→ Required action: Go through the material below and tally every line with the string "init". Reply with the number only.

→ Data supplied:
══════════════════════════════

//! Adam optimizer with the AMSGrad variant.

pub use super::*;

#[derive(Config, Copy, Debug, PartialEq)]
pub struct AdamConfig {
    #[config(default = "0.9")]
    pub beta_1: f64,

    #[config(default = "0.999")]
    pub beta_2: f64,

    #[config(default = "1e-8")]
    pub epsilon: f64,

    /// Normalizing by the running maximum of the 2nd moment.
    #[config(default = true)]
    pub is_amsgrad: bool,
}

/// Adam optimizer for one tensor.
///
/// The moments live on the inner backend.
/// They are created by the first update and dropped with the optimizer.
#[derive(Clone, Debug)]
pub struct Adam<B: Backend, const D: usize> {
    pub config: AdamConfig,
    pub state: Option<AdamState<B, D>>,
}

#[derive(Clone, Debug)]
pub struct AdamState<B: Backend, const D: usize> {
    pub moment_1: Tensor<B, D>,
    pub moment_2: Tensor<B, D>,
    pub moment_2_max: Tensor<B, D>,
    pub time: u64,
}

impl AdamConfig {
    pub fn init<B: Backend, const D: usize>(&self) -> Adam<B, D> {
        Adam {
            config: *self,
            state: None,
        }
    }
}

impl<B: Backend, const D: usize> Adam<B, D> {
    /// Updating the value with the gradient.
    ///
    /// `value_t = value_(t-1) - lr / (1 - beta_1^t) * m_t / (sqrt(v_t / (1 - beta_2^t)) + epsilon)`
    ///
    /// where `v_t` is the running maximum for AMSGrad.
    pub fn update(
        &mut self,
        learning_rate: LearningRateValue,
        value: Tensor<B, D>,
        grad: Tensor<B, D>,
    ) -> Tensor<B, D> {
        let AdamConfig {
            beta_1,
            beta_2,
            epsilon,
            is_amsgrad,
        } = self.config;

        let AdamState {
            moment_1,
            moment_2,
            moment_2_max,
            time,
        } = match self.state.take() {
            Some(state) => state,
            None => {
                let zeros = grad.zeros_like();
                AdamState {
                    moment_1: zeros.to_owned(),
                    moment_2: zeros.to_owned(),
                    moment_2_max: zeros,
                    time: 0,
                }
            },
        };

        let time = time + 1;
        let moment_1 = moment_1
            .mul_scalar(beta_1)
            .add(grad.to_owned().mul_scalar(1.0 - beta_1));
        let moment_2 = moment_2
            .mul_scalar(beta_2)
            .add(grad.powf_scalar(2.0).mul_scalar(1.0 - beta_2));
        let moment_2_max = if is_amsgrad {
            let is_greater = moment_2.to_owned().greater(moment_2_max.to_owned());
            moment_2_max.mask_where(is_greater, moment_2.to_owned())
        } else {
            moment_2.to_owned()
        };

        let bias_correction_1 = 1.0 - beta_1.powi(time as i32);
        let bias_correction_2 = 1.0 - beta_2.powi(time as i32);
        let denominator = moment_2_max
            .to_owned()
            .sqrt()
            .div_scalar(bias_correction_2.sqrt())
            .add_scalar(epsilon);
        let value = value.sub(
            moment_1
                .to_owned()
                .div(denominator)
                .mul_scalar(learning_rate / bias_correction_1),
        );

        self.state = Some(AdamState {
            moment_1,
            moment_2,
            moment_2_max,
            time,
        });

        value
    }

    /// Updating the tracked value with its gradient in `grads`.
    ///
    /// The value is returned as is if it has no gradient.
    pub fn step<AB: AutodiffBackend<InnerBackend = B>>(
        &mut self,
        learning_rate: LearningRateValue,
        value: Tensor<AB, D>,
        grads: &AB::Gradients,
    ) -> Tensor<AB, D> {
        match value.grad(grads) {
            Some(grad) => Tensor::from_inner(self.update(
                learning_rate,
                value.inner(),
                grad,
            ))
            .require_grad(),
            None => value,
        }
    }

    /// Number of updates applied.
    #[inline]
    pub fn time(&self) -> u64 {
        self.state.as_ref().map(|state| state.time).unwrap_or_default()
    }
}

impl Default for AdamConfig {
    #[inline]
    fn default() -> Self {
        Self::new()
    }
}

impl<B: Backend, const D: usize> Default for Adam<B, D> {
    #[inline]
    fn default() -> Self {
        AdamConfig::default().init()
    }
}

══════════════════════════════

→ Answer to this task: 2